'''

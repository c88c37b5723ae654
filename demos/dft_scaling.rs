//! Show how `Normalization` acts on the inverse transform only.
//!
//! cargo run --example dft_scaling
use rustdft::{Complex, DftHandler, Normalization};

fn unit_energy(data: &mut [Complex<f64>]) {
    let scale = 1. / (data.len() as f64).sqrt();
    for d in data.iter_mut() {
        *d = *d * scale;
    }
}

fn main() {
    let x: Vec<Complex<f64>> = [1., 2., 3., 4.].iter().map(|&v| Complex::new(v, 0.)).collect();

    for (label, norm) in [
        ("default", Normalization::Default),
        ("none", Normalization::None),
        ("1/sqrt(N)", Normalization::Custom(unit_energy)),
    ] {
        let handler = DftHandler::<f64>::new(x.len()).normalization(norm);
        // identical spectrum for every normalization
        let xhat = handler.forward(&x).unwrap();
        let back = handler.inverse(&xhat).unwrap();
        println!("{label:>10}: X[0] = {}  x[3] = {}", xhat[0], back[3]);
    }
}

'''

> ASSIGNMENT
Set down the records again verbatim, so that each word stays as it is.

> FINISHED TASK
repository c88c37b5723ae654
filename demos/dft_scaling.rs
//! Show how `Normalization` acts on the inverse transform only.
//!
//! cargo run --example dft_scaling
use rustdft::{Complex, DftHandler, Normalization};

fn unit_energy(data: &mut [Complex<f64>]) {
    let scale = 1. / (data.len() as f64).sqrt();
    for d in data.iter_mut() {
        *d = *d * scale;
    }
}

fn main() {
    let x: Vec<Complex<f64>> = [1., 2., 3., 4.].iter().map(|&v| Complex::new(v, 0.)).collect();

    for (label, norm) in [
        ("default", Normalization::Default),
        ("none", Normalization::None),
        ("1/sqrt(N)", Normalization::Custom(unit_energy)),
    ] {
        let handler = DftHandler::<f64>::new(x.len()).normalization(norm);
        // identical spectrum for every normalization
        let xhat = handler.forward(&x).unwrap();
        let back = handler.inverse(&xhat).unwrap();
        println!("{label:>10}: X[0] = {}  x[3] = {}", xhat[0], back[3]);
    }
}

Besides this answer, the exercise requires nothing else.